__TRY IT__
Go through the data below. Pull out every line that has the word "functions".

[Stored data]
============

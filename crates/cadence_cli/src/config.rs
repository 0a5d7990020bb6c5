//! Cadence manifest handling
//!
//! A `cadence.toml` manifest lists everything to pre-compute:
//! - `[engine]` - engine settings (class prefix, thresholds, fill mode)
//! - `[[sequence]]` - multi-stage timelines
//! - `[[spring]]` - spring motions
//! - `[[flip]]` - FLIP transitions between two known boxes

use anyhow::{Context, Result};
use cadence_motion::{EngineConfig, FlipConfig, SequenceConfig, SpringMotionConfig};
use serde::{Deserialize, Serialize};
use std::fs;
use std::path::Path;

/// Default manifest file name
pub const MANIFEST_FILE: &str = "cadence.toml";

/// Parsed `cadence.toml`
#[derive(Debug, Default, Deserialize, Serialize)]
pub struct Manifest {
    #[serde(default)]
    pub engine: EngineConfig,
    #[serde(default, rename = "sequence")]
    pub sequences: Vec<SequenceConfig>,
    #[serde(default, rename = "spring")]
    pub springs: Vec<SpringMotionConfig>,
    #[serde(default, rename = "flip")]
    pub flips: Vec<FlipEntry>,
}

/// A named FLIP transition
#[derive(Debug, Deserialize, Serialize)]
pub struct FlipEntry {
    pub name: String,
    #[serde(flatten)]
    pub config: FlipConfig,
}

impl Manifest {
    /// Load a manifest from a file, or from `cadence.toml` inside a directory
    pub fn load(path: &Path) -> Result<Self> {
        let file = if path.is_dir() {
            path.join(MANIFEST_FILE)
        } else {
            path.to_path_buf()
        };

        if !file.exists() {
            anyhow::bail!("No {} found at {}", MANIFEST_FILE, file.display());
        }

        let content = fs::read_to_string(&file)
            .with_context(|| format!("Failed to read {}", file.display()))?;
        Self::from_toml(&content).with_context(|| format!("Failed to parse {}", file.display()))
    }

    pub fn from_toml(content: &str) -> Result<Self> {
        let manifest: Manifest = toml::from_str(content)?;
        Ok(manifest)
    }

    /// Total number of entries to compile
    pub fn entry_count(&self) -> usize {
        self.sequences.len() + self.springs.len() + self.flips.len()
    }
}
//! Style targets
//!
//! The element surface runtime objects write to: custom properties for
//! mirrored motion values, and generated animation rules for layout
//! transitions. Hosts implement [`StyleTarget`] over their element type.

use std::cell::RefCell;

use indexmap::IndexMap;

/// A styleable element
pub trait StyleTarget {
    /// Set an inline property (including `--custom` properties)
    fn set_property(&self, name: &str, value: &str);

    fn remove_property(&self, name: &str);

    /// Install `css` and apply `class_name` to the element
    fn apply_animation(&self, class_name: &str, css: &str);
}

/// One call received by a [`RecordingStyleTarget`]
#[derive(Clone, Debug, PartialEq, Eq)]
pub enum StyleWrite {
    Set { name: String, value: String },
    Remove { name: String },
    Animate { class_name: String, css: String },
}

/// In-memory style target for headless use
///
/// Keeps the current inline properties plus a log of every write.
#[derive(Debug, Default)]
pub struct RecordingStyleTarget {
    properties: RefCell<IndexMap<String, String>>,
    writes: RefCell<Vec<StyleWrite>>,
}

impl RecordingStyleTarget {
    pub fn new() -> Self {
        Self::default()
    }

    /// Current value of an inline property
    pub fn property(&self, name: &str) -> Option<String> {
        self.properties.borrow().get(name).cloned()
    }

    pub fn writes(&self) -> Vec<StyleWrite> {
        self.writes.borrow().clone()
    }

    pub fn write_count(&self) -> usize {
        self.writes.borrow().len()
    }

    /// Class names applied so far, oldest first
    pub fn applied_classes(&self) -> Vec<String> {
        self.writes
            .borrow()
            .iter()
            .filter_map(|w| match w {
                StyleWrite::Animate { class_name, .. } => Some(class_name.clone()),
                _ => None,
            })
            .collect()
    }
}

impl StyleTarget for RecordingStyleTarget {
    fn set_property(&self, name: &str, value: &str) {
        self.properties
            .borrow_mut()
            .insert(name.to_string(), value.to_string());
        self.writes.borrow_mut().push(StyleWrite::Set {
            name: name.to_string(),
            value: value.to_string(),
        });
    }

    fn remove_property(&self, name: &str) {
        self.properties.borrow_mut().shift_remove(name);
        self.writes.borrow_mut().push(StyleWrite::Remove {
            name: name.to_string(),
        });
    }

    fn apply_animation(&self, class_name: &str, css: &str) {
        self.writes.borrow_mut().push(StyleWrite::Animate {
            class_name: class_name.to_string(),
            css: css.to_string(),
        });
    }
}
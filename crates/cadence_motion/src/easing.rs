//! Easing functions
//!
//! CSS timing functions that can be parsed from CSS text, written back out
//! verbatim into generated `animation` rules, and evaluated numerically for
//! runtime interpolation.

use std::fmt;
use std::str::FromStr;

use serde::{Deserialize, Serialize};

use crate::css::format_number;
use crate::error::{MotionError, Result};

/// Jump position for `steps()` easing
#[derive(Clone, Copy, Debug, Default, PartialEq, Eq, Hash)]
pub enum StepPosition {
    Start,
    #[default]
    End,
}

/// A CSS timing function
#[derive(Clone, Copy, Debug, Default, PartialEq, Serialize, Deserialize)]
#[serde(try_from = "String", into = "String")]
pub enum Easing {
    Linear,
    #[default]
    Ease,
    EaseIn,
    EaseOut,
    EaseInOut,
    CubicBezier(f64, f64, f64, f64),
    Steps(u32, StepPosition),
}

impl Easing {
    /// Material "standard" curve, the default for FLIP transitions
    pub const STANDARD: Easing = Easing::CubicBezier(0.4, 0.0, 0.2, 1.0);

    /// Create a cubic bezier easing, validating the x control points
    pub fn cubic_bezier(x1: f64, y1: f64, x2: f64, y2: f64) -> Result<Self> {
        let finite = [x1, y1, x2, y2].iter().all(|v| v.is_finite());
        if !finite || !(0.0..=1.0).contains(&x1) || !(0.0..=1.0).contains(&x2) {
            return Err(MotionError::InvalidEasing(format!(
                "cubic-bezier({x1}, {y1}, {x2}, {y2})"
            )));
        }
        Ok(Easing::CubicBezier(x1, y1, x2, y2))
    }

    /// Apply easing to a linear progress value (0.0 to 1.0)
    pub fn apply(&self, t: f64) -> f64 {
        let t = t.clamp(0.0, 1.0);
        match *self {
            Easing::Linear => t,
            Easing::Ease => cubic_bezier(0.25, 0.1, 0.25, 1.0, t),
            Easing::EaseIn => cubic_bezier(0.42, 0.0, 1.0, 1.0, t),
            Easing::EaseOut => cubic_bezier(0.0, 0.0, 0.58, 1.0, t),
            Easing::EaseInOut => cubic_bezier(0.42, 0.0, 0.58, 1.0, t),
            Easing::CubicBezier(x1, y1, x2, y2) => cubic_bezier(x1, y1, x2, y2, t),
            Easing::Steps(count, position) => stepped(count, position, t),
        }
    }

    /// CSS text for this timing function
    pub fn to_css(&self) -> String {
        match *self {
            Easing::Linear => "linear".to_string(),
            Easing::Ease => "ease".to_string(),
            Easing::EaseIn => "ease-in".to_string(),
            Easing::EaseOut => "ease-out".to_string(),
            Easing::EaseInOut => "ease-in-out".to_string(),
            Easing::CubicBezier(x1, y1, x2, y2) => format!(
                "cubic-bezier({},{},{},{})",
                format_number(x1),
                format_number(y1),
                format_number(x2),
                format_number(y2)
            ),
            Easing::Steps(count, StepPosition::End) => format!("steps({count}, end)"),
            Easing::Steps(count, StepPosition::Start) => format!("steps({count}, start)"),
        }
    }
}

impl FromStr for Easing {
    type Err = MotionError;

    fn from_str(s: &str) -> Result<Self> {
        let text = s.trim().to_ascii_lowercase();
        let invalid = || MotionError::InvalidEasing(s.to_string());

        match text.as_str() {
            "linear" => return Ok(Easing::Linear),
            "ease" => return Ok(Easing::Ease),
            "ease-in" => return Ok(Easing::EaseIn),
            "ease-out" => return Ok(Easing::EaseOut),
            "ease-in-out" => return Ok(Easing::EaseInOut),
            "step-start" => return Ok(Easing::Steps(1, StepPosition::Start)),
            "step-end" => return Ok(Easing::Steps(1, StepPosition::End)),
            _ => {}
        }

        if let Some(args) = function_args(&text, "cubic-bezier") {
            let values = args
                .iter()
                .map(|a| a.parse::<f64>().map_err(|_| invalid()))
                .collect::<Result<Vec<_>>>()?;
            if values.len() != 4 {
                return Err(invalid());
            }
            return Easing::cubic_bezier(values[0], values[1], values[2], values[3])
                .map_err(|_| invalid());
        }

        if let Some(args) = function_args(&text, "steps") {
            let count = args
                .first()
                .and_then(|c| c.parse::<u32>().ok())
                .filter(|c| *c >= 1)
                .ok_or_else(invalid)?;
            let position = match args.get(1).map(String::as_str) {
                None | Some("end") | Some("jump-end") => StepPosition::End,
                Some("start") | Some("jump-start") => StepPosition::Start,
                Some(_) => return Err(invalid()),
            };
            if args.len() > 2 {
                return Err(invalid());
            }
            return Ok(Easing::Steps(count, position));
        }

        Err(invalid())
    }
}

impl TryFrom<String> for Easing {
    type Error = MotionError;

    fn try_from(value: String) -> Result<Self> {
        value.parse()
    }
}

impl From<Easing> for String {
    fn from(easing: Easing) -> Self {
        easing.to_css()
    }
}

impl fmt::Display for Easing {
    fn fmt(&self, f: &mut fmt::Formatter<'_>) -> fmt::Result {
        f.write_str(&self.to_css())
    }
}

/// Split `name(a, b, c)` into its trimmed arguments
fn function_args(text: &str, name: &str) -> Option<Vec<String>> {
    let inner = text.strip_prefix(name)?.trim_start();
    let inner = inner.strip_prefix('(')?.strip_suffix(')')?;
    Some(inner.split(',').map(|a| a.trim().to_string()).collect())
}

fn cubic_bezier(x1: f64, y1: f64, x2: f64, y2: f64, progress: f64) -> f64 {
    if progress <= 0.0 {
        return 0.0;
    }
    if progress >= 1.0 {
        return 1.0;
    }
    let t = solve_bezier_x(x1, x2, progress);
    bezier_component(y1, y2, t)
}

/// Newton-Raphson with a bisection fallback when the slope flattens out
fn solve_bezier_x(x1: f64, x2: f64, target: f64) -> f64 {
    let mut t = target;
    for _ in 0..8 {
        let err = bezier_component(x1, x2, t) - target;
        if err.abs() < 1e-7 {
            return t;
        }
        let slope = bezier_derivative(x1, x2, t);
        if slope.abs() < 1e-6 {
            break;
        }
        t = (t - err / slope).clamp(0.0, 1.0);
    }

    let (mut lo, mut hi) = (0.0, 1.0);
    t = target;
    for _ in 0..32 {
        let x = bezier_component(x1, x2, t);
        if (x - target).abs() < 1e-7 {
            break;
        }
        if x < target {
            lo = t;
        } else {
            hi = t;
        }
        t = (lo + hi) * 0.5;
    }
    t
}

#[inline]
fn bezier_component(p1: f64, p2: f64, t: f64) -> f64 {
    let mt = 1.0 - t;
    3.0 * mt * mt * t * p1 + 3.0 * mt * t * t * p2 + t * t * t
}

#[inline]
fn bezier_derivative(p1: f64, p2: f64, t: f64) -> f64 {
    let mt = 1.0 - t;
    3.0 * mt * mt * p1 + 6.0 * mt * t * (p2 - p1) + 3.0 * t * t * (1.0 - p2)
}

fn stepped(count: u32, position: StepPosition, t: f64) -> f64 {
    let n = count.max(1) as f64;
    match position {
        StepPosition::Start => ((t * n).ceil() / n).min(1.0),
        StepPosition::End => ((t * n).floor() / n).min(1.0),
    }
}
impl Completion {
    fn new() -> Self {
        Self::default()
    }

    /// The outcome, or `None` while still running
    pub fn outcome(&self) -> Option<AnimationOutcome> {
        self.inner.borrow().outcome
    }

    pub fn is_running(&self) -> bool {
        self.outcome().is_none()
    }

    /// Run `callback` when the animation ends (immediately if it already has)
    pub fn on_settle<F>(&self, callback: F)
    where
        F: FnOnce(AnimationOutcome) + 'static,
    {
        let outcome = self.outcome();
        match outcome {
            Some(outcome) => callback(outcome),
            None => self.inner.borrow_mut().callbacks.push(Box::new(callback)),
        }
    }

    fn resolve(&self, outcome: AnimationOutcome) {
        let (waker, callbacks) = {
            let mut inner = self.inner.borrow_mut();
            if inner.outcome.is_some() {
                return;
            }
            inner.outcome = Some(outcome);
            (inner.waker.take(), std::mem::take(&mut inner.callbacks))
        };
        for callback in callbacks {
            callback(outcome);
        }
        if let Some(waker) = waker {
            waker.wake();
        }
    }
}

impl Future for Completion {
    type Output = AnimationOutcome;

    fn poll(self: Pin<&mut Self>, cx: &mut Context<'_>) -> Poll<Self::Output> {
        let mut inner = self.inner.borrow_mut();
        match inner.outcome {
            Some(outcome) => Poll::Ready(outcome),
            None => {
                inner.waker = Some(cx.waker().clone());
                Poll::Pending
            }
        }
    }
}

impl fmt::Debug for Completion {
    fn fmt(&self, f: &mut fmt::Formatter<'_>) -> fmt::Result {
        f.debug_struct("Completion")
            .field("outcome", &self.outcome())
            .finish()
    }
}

============

__RESPONSE TO THIS EXERCISE__
//! Easing functions
//! CSS timing functions that can be parsed from CSS text, written back out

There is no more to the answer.